Required Site Records
The following records must be maintained at or readily accessible to the AED location, except for AEDs located in places of public assembly, where centralization of records is allowed:
- The AED Request Form as approved by the UHSC.
- Guidelines for use and manufacturer's instructions.
- Self-inspection records.
- Training records, including a description of the training program.
- The identity of the department's AED program manager.
- AED Incident Reports.
It is the responsibility of AED owners to provide or arrange for initial and refresher training in AED use for staff and maintain on-site training records, including a description of the training program. Oregon State University recommends that all staff identified for AED training successfully complete an American Heart Association or American Red Cross CPR/AED course. The Department of Recreational Sports offers approved training classes to assist the AED owner in this area.

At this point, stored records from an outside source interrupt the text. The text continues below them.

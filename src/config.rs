use crate::v_info;
use serde::{Deserialize, Serialize};
use std::fs;
use std::path::Path;

#[derive(Debug, Clone, PartialEq, Serialize, Deserialize)]
pub struct PlannerConfig {
    pub search: SearchConfig,
    pub tools: ToolConfig,
    pub fuel: FuelConfig,
    pub wood: WoodConfig,
    pub world: WorldConfig,
}

#[derive(Debug, Clone, PartialEq, Serialize, Deserialize)]
pub struct SearchConfig {
    /// Maximum expansion depth before a branch is abandoned
    pub max_depth: u32,
}

#[derive(Debug, Clone, PartialEq, Serialize, Deserialize)]
pub struct ToolConfig {
    /// Require the minimal viable tier when a tool must be crafted
    pub prefer_minimal_tools: bool,
    /// Tool item to exclude from selection entirely (e.g. "wooden_pickaxe")
    pub avoid_tool: Option<String>,
}

#[derive(Debug, Clone, PartialEq, Serialize, Deserialize)]
pub struct FuelConfig {
    /// Items one fuel unit smelts (8 is the coal burn rate)
    pub items_per_fuel_unit: u32,
    /// Fuel items in preference order
    pub preferred_fuels: Vec<String>,
}

#[derive(Debug, Clone, PartialEq, Serialize, Deserialize)]
pub struct WoodConfig {
    /// Allow "any species" resolution for wood-family ingredients
    pub generic_enabled: bool,
}

#[derive(Debug, Clone, PartialEq, Serialize, Deserialize)]
pub struct WorldConfig {
    /// Ceiling on the snapshot-derived distance threshold, in blocks
    pub max_distance_threshold: f64,
}

impl Default for PlannerConfig {
    fn default() -> Self {
        Self {
            search: SearchConfig { max_depth: 16 },
            tools: ToolConfig {
                prefer_minimal_tools: true,
                avoid_tool: None,
            },
            fuel: FuelConfig {
                items_per_fuel_unit: 8, // coal burn rate
                preferred_fuels: vec!["coal".to_string(), "charcoal".to_string()],
            },
            wood: WoodConfig {
                generic_enabled: true,
            },
            world: WorldConfig {
                max_distance_threshold: 64.0,
            },
        }
    }
}

impl PlannerConfig {
    /// Load configuration from file, creating default if it doesn't exist
    pub fn load_or_create(config_path: &str) -> Result<Self, Box<dyn std::error::Error>> {
        if Path::new(config_path).exists() {
            v_info!("📋 Loading configuration from {}", config_path);
            let config_str = fs::read_to_string(config_path)?;
            let config: PlannerConfig = toml::from_str(&config_str)?;
            Ok(config)
        } else {
            v_info!("📋 Creating default configuration at {}", config_path);
            let config = PlannerConfig::default();
            config.save(config_path)?;
            v_info!("💡 Edit {} to customize planner behavior", config_path);
            Ok(config)
        }
    }

    /// Save configuration to file
    pub fn save(&self, config_path: &str) -> Result<(), Box<dyn std::error::Error>> {
        if let Some(parent) = Path::new(config_path).parent() {
            fs::create_dir_all(parent)?;
        }

        let config_str = toml::to_string_pretty(self)?;
        fs::write(config_path, config_str)?;
        Ok(())
    }

    /// Validate configuration values
    pub fn validate(&self) -> Result<(), String> {
        if self.search.max_depth == 0 {
            return Err("max_depth must be greater than 0".to_string());
        }
        if self.fuel.items_per_fuel_unit == 0 {
            return Err("items_per_fuel_unit must be greater than 0".to_string());
        }
        if self.fuel.preferred_fuels.is_empty() {
            return Err("preferred_fuels must name at least one fuel".to_string());
        }
        if !self.world.max_distance_threshold.is_finite() || self.world.max_distance_threshold <= 0.0
        {
            return Err("max_distance_threshold must be a positive finite number".to_string());
        }
        Ok(())
    }

    /// Print configuration summary
    pub fn print_summary(&self) {
        v_info!("📋 Configuration Summary:");
        v_info!("   🔍 Max search depth: {}", self.search.max_depth);
        v_info!(
            "   ⛏️ Minimal tools: {} (avoid: {})",
            self.tools.prefer_minimal_tools,
            self.tools.avoid_tool.as_deref().unwrap_or("none")
        );
        v_info!(
            "   🔥 Fuel: {} items per unit, preferred {}",
            self.fuel.items_per_fuel_unit,
            self.fuel.preferred_fuels.join(" > ")
        );
        v_info!("   🌲 Generic wood: {}", self.wood.generic_enabled);
        v_info!(
            "   🗺️ Distance threshold ceiling: {} blocks",
            self.world.max_distance_threshold
        );
    }
}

Training is optional for those AEDs required within places of public assembly.
Incident Notification and Documentation
Departments or units must notify the Human Resources Department within 24 hours of an incident or before the end of the business day. The AED owner must complete and submit an AED Incident Report to Human Resources as part of this notification.
Regulations and Guidelines
Cardiac Arrest Survival Act of 2000. U.S. Public Law 106-505 (11-13-2000). This law encourages the placement of AEDs in federal buildings (42 U.S.C. 238p) and provides nationwide Good Samaritan protection (42 U.S.C. 238q) that exempts from liability anyone who renders emergency treatment with a defibrillator to save someone's life.
Community Access to Emergency Devices Act. Community AED Act. U.S. Public Law 107-188 (6-12-2002). This act authorizes federal grant funds for the purchase and placement of AEDs in public places, training First Responders on AEDs and encouraging private companies to purchase and train employees on use of AEDs (42 U.S.C. 244 and 245).
Federal Food and Drug Administration Regulations. A good summary of these regulations is contained in the URMIA White Paper available from the Office of Risk Management. The most important requirement is that any AED program must have medical oversight by a physician familiar with sudden cardiac arrest and the operation of AEDs.
Guidelines for Public Access Defibrillation Programs in Federal Facilities (January 18, 2001). 66 Federal Register 2001. This publication provides a general framework for initiating a design process for an AED program in federal facilities and discusses the essential elements of such a program.
Oregon Good Samaritan Act. Oregon Revised Statue §30.800. This act provides that a person who in good faith renders emergency care and assistance, without compensation, shall not be responsible for civil damages for any acts of omissions during the provision of emergency care. This Good Samaritan Act provides protection to a rescuer, even an untrained rescuer, who uses an AED on a cardiac arrest victim, except where gross negligence occurs.
Oregon Senate Bill 556 (to be codified within ORS 431): Effective 1/1/2010, all places of public assembly with 50,000 ft2 or more and where at least 25 individuals congregate, shall possess at least one AED. EH&S will identify those facilities that meet this definition.